**WHAT THIS TASK INVOLVES**
Find the string "from" in the records and copy each line where it occurs.

**STUDY MATERIAL**

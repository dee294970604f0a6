//! Platform detection.
//!
//! Detects the host OS and architecture so freshly constructed spec
//! documents describe the machine the runtime under test runs on. Names
//! follow the OCI platform vocabulary (`linux`, `amd64`, ...) rather
//! than Rust's target names.

use std::fmt;

/// Detected platform information.
#[derive(Debug, Clone, Copy, PartialEq, Eq)]
pub struct Platform {
    /// Operating system.
    pub os: Os,
    /// CPU architecture.
    pub arch: Arch,
}

/// Operating system.
#[derive(Debug, Clone, Copy, PartialEq, Eq, Hash)]
pub enum Os {
    Linux,
    Darwin,
    Windows,
    Unknown,
}

/// CPU architecture.
#[derive(Debug, Clone, Copy, PartialEq, Eq, Hash)]
pub enum Arch {
    Amd64,
    Arm64,
    Arm,
    Unknown,
}

impl Platform {
    /// Detects the current platform.
    pub fn detect() -> Self {
        Self {
            os: Self::detect_os(),
            arch: Self::detect_arch(),
        }
    }

    /// Detects the operating system.
    fn detect_os() -> Os {
        #[cfg(target_os = "linux")]
        return Os::Linux;

        #[cfg(target_os = "macos")]
        return Os::Darwin;

        #[cfg(target_os = "windows")]
        return Os::Windows;

        #[cfg(not(any(target_os = "linux", target_os = "macos", target_os = "windows")))]
        return Os::Unknown;
    }

    /// Detects the CPU architecture.
    fn detect_arch() -> Arch {
        #[cfg(target_arch = "x86_64")]
        return Arch::Amd64;

        #[cfg(target_arch = "aarch64")]
        return Arch::Arm64;

        #[cfg(target_arch = "arm")]
        return Arch::Arm;

        #[cfg(not(any(target_arch = "x86_64", target_arch = "aarch64", target_arch = "arm")))]
        return Arch::Unknown;
    }

    /// Returns the platform string (e.g., "linux/amd64").
    pub fn oci_platform(&self) -> String {
        format!("{}/{}", self.os, self.arch)
    }
}

impl Os {
    /// Returns the spec name of this OS.
    pub fn as_str(&self) -> &'static str {
        match self {
            Self::Linux => "linux",
            Self::Darwin => "darwin",
            Self::Windows => "windows",
            Self::Unknown => "unknown",
        }
    }

    /// Parses a spec OS name, case-insensitively.
    ///
    /// `macos` is accepted as an alias of `darwin`. Anything unrecognized
    /// maps to [`Os::Unknown`].
    pub fn parse(s: &str) -> Self {
        match s.trim().to_ascii_lowercase().as_str() {
            "linux" => Self::Linux,
            "darwin" | "macos" => Self::Darwin,
            "windows" => Self::Windows,
            _ => Self::Unknown,
        }
    }
}

impl Arch {
    /// Returns the spec name of this architecture.
    pub fn as_str(&self) -> &'static str {
        match self {
            Self::Amd64 => "amd64",
            Self::Arm64 => "arm64",
            Self::Arm => "arm",
            Self::Unknown => "unknown",
        }
    }
}

impl fmt::Display for Os {
    fn fmt(&self, f: &mut fmt::Formatter<'_>) -> fmt::Result {
        f.write_str(self.as_str())
    }
}

impl fmt::Display for Arch {
    fn fmt(&self, f: &mut fmt::Formatter<'_>) -> fmt::Result {
        f.write_str(self.as_str())
    }
}

impl fmt::Display for Platform {
    fn fmt(&self, f: &mut fmt::Formatter<'_>) -> fmt::Result {
        write!(f, "{}/{}", self.os, self.arch)
    }
}
//! Test cases, suites and verdicts.
//!
//! A [`TestCase`] is a named function from a [`TestContext`] to an
//! [`Outcome`]. Cases build their own [`SpecDocument`], hand it to
//! [`TestContext::execute`] and get back a classified outcome:
//!
//! | Situation                                   | Verdict       |
//! |---------------------------------------------|---------------|
//! | Runtime ran, trimmed output matched         | `PASSED`      |
//! | Runtime ran, output differed                | `FAILED`      |
//! | Runtime failed to launch or exited non-zero | `UNSUPPORTED` |
//! | Harness fault (bundle, serialization, panic)| `ERROR`       |
//!
//! A non-zero exit may mean the runtime rejected the requested facet or
//! that the workload itself failed inside the container. The two cannot
//! be told apart from the outside, so both are `UNSUPPORTED`.
//!
//! [`SpecDocument`]: crate::spec::SpecDocument

use crate::bundle::{Bundle, BundleBuilder};
use crate::error::Result;
use crate::runtime::RuntimeAdaptor;
use crate::spec::SpecDocument;
use serde::{Deserialize, Serialize};
use std::fmt;
use tracing::{debug, warn};

// =============================================================================
// Verdicts
// =============================================================================

/// Classification of one test case.
#[derive(Debug, Clone, Copy, PartialEq, Eq, Hash, Serialize, Deserialize)]
#[serde(rename_all = "UPPERCASE")]
pub enum Verdict {
    /// The runtime honored the facet.
    Passed,
    /// The runtime ran but produced the wrong result.
    Failed,
    /// The runtime could not run the configuration at all.
    Unsupported,
    /// The harness itself failed.
    Error,
}

impl Verdict {
    /// All verdicts, in report order.
    pub const ALL: [Verdict; 4] = [
        Verdict::Passed,
        Verdict::Failed,
        Verdict::Unsupported,
        Verdict::Error,
    ];

    pub fn as_str(&self) -> &'static str {
        match self {
            Self::Passed => "PASSED",
            Self::Failed => "FAILED",
            Self::Unsupported => "UNSUPPORTED",
            Self::Error => "ERROR",
        }
    }
}

impl fmt::Display for Verdict {
    fn fmt(&self, f: &mut fmt::Formatter<'_>) -> fmt::Result {
        f.pad(self.as_str())
    }
}

/// A verdict with an optional diagnostic message.
#[derive(Debug, Clone, PartialEq, Eq, Serialize, Deserialize)]
pub struct Outcome {
    pub verdict: Verdict,
    #[serde(default, skip_serializing_if = "Option::is_none")]
    pub message: Option<String>,
}

impl Outcome {
    pub fn passed() -> Self {
        Self {
            verdict: Verdict::Passed,
            message: None,
        }
    }

    pub fn failed(message: impl Into<String>) -> Self {
        Self::with_message(Verdict::Failed, message)
    }

    pub fn unsupported(message: impl Into<String>) -> Self {
        Self::with_message(Verdict::Unsupported, message)
    }

    pub fn error(message: impl Into<String>) -> Self {
        Self::with_message(Verdict::Error, message)
    }

    fn with_message(verdict: Verdict, message: impl Into<String>) -> Self {
        Self {
            verdict,
            message: Some(message.into()),
        }
    }
}

/// Classifies a runtime invocation against the expected output.
///
/// Output is trimmed and compared case-insensitively. Any runtime error
/// is `UNSUPPORTED` and keeps the runtime's output in the message.
pub fn classify_output(result: Result<String>, expected: &str) -> Outcome {
    match result {
        Ok(output) => {
            let actual = output.trim();
            if actual.eq_ignore_ascii_case(expected.trim()) {
                Outcome::passed()
            } else {
                Outcome::failed(format!("expected '{}', got '{}'", expected.trim(), actual))
            }
        }
        Err(e) => Outcome::unsupported(e.to_string()),
    }
}

// =============================================================================
// Test Context
// =============================================================================

/// What a running test case may use: the runtime under test and a
/// builder for fresh bundles.
pub struct TestContext<'a> {
    runtime: &'a dyn RuntimeAdaptor,
    builder: &'a BundleBuilder,
    keep_bundles: bool,
}

impl<'a> TestContext<'a> {
    pub fn new(runtime: &'a dyn RuntimeAdaptor, builder: &'a BundleBuilder) -> Self {
        Self {
            runtime,
            builder,
            keep_bundles: false,
        }
    }

    /// Leaves bundles on disk after each case for inspection.
    pub fn keep_bundles(mut self, keep: bool) -> Self {
        self.keep_bundles = keep;
        self
    }

    /// Returns the runtime under test.
    pub fn runtime(&self) -> &dyn RuntimeAdaptor {
        self.runtime
    }

    /// Writes `spec` into a fresh bundle.
    pub fn prepare_bundle(&self, spec: &SpecDocument) -> Result<Bundle> {
        self.builder.build(spec)
    }

    /// Runs `spec` on the runtime under test and compares its output to
    /// `expected`.
    ///
    /// Errors are harness faults (the bundle could not be built); runtime
    /// failures are reported through the returned outcome.
    pub fn execute(&self, spec: &SpecDocument, expected: &str) -> Result<Outcome> {
        let bundle = self.prepare_bundle(spec)?;
        let result = self.runtime.start(bundle.path());
        self.release(bundle);
        Ok(classify_output(result, expected))
    }

    fn release(&self, bundle: Bundle) {
        if self.keep_bundles {
            debug!("Keeping bundle {}", bundle.path().display());
            return;
        }
        let path = bundle.path().to_path_buf();
        if let Err(e) = bundle.remove() {
            warn!("Failed to remove bundle {}: {}", path.display(), e);
        }
    }
}

// =============================================================================
// Test Cases & Suites
// =============================================================================

/// Body of a test case.
pub type CaseFn = dyn Fn(&TestContext<'_>) -> Result<Outcome> + Send + Sync;

/// A named, immutable test case.
pub struct TestCase {
    name: String,
    run: Box<CaseFn>,
}

impl TestCase {
    pub fn new<F>(name: impl Into<String>, run: F) -> Self
    where
        F: Fn(&TestContext<'_>) -> Result<Outcome> + Send + Sync + 'static,
    {
        Self {
            name: name.into(),
            run: Box::new(run),
        }
    }

    pub fn name(&self) -> &str {
        &self.name
    }

    /// Runs the case body.
    pub fn run(&self, ctx: &TestContext<'_>) -> Result<Outcome> {
        (self.run)(ctx)
    }
}

impl fmt::Debug for TestCase {
    fn fmt(&self, f: &mut fmt::Formatter<'_>) -> fmt::Result {
        f.debug_struct("TestCase").field("name", &self.name).finish()
    }
}

/// An ordered, named collection of test cases.
#[derive(Debug)]
pub struct TestSuite {
    name: String,
    cases: Vec<TestCase>,
}

impl TestSuite {
    pub fn new(name: impl Into<String>) -> Self {
        Self {
            name: name.into(),
            cases: Vec::new(),
        }
    }

    pub fn name(&self) -> &str {
        &self.name
    }

    /// Appends a case. A second case with an existing name is ignored.
    pub fn add_case<F>(&mut self, name: impl Into<String>, run: F) -> &mut Self
    where
        F: Fn(&TestContext<'_>) -> Result<Outcome> + Send + Sync + 'static,
    {
        let case = TestCase::new(name, run);
        if self.case(case.name()).is_some() {
            warn!(
                "Test case {} already registered in suite {}",
                case.name(),
                self.name
            );
        } else {
            self.cases.push(case);
        }
        self
    }

    /// Cases in registration order.
    pub fn cases(&self) -> &[TestCase] {
        &self.cases
    }

    /// Looks a case up by name.
    pub fn case(&self, name: &str) -> Option<&TestCase> {
        self.cases.iter().find(|c| c.name() == name)
    }

    pub fn len(&self) -> usize {
        self.cases.len()
    }

    pub fn is_empty(&self) -> bool {
        self.cases.is_empty()
    }
}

**COMPLETED TASK**
//! A [`TestCase`] is a named function from a [`TestContext`] to an
//! be told apart from the outside, so both are `UNSUPPORTED`.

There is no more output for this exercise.